Talks between Libyan factions in Geneva convened by UN special adviser Stephanie Williams progressed last week but without agreement on a constitution for the elections.
Protesters stormed parliament in the eastern city of Tobruk on Friday night as anger exploded over deteriorating living conditions and political deadlock.
“The secretary-general is following with concern the protests that have unfolded in several cities across Libya, including Tripoli, Tobruk and Benghazi,” Guterres’ office said in a statement.
The UN chief called on protesters “to avoid acts of violence and on security forces to exercise maximum restraint”.
According to the statement, António Guterres also urged “Libyan actors to come together to overcome the continuing political stalemate”, which negatively “deepened the division”.
Libyan protesters, after a year of relative calm amid drawn-out internal political infighting, appear to have lost patience with the political class, saying they will continue to demonstrate until all ruling elites leave power.
Williams had hoped elections scheduled for December would lead to a changing of the guard in the country, but disputes over the constitution, the eligibility of some presidential candidates and the dominance of former figures who controlled the political landscape during the last decade led to their cancellation.
Since the failure to hold elections, Williams has been trying to persuade factions in the east and west of the country to agree on a future constitution for the country as a precondition for holding elections.
Ultimately, it could be the street protests, including the storming of parliament in Tobruk on Friday, that galvanizes the political elite to make the necessary compromises.
Over the weekend, protesters staged their biggest rallies in years in the capital, Tripoli, chanting slogans against Libya’s embattled political elites, while demonstrators blocked roads in Benghazi and Misrata and set fire to government buildings in Sebha and Qarabuli.
“We affirm our determination to continue the path of peaceful protest until the last breath to achieve our goals,” said the Beltrees Youth Movement, an online activist group angry at living conditions.

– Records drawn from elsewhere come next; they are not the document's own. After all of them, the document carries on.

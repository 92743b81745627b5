//! Geographic points and great-circle maths for the shop directory.
//!
//! Storage order is `[lng, lat]` (GeoJSON), while callers think in `(lat, lng)`.
//! Constructors take named arguments so the two orders cannot be confused.

use serde::{Deserialize, Serialize};

/// Mean Earth radius used for displayed distances.
pub const EARTH_RADIUS_KM: f64 = 6371.0;

/// Equatorial radius used to turn a search radius into an angular radius,
/// matching the `$centerSphere` convention shop queries were defined with.
pub const SEARCH_EARTH_RADIUS_KM: f64 = 6378.1;

#[derive(Debug, Clone, Copy, PartialEq)]
pub struct GeoPoint {
    pub lng: f64,
    pub lat: f64,
}

impl GeoPoint {
    pub const UNSET: GeoPoint = GeoPoint { lng: 0.0, lat: 0.0 };

    pub fn new(lat: f64, lng: f64) -> Self {
        GeoPoint { lng, lat }
    }

    /// A freshly provisioned shop sits on (0,0) until its vendor sets a location.
    pub fn is_unset(&self) -> bool {
        self.lng == 0.0 && self.lat == 0.0
    }

    /// `None` for the sentinel, so no consumer ever measures from the Gulf of Guinea.
    pub fn known(self) -> Option<GeoPoint> {
        (!self.is_unset()).then_some(self)
    }

    pub fn is_valid(&self) -> bool {
        self.lat.is_finite()
            && self.lng.is_finite()
            && (-90.0..=90.0).contains(&self.lat)
            && (-180.0..=180.0).contains(&self.lng)
    }

    pub fn coordinates(&self) -> [f64; 2] {
        [self.lng, self.lat]
    }
}

/// Central angle between two points, in radians (haversine form).
pub fn central_angle(a: GeoPoint, b: GeoPoint) -> f64 {
    let d_lat = (b.lat - a.lat).to_radians();
    let d_lon = (b.lng - a.lng).to_radians();
    let h = (d_lat / 2.0).sin().powi(2)
        + a.lat.to_radians().cos() * b.lat.to_radians().cos() * (d_lon / 2.0).sin().powi(2);

    2.0 * h.sqrt().atan2((1.0 - h).sqrt())
}

/// Great-circle distance in kilometres.
pub fn haversine_km(a: GeoPoint, b: GeoPoint) -> f64 {
    EARTH_RADIUS_KM * central_angle(a, b)
}

/// Whether `point` lies within the spherical cap of `radius_km` around `center`.
pub fn within_radius(center: GeoPoint, radius_km: f64, point: GeoPoint) -> bool {
    if point.is_unset() || radius_km < 0.0 {
        return false;
    }
    central_angle(center, point) <= radius_km / SEARCH_EARTH_RADIUS_KM
}

/// Latitude band (degrees) that can contain matches; used to narrow the SQL scan.
pub fn latitude_band(center: GeoPoint, radius_km: f64) -> (f64, f64) {
    let delta = (radius_km / SEARCH_EARTH_RADIUS_KM).to_degrees();
    ((center.lat - delta).max(-90.0), (center.lat + delta).min(90.0))
}

/// Wire shape of a stored location.
#[derive(Debug, Clone, Serialize, Deserialize, PartialEq)]
pub struct GeoJsonPoint {
    #[serde(rename = "type")]
    pub kind: String,
    pub coordinates: [f64; 2],
}

impl From<GeoPoint> for GeoJsonPoint {
    fn from(point: GeoPoint) -> Self {
        GeoJsonPoint {
            kind: "Point".to_string(),
            coordinates: point.coordinates(),
        }
    }
}
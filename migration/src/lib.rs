pub use sea_orm_migration::prelude::*;

mod m20251001_000001_create_table;

pub struct Migrator;

#[async_trait::async_trait]
impl MigratorTrait for Migrator {
    fn migrations() -> Vec<Box<dyn MigrationTrait>> {
        vec![Box::new(m20251001_000001_create_table::Migration)]
    }
}
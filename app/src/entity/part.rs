use chrono::{DateTime, Utc};
use sea_orm::FromJsonQueryResult;
use sea_orm::entity::prelude::*;
use serde::{Deserialize, Serialize};

/// A JSON array of strings, used for image references and compatibility notes.
#[derive(Clone, Debug, Default, PartialEq, Eq, Serialize, Deserialize, FromJsonQueryResult)]
pub struct StringList(pub Vec<String>);

/// One catalog row: one part fitting one model of one company, sold by one shop.
#[derive(Clone, Debug, PartialEq, DeriveEntityModel)]
#[sea_orm(table_name = "parts")]
pub struct Model {
    #[sea_orm(primary_key)]
    pub id: i32,
    /// Defaults to "<company> <model>" when the vendor gives no name.
    pub name: String,
    pub model: Option<String>,
    pub company: Option<String>,
    pub brand: Option<String>,
    pub part_type: Option<String>,
    pub vehicle_year: Option<i32>,
    pub compatibility: StringList,
    pub count_in_stock: i32,
    pub price: f64,
    pub images: StringList,
    #[sea_orm(column_type = "Text", nullable)]
    pub description: Option<String>,
    /// Mean of all review ratings, recomputed on every review.
    pub rating: f64,
    pub num_reviews: i32,
    /// Mirrors the owning shop's vendor; set once at creation from the resolved shop.
    pub vendor_id: i32,
    pub shop_id: i32,
    pub created_at: DateTime<Utc>,
    pub updated_at: DateTime<Utc>,
}

#[derive(Copy, Clone, Debug, EnumIter, DeriveRelation)]
pub enum Relation {
    #[sea_orm(
        belongs_to = "super::shop::Entity",
        from = "Column::ShopId",
        to = "super::shop::Column::Id"
    )]
    Shop,
    #[sea_orm(has_many = "super::review::Entity")]
    Review,
}

impl Related<super::shop::Entity> for Entity {
    fn to() -> RelationDef {
        Relation::Shop.def()
    }
}

impl Related<super::review::Entity> for Entity {
    fn to() -> RelationDef {
        Relation::Review.def()
    }
}

impl ActiveModelBehavior for ActiveModel {}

He said he would occupy the streets and squares of the city until all political bodies in power “announce their resignation in public”.
The country is divided between the eastern-based House of Representatives which appointed Fathi Bashagha as prime minister and the Tripoli-based caretaker government led by Abdul Hamid Dbeibah.
Under an earlier deal, Dbeibah had pledged to step down in the elections, but then refused to do so, after which Bashaga attempted to seize Tripoli.
Dbeibah said on Friday that all members of Libya’s political institutions should step down and hold elections, but Williams said there was no choice but to agree on a constitutional framework in order to hold the first elections. presidential elections in the country’s history. “The only way to get real legitimacy is through the ballot box,” she said. She warned that the poorest and most destitute had been left behind by political strife.
Neither the Tobruk parliament nor the western-based High Council of State can claim credible terms to stay in power as they were elected as early as 2011, but the previous lack of visible public anger has so far left the existing class secure in power, using patronage and access to Libya’s vast oil wealth to distribute largesse to key groups.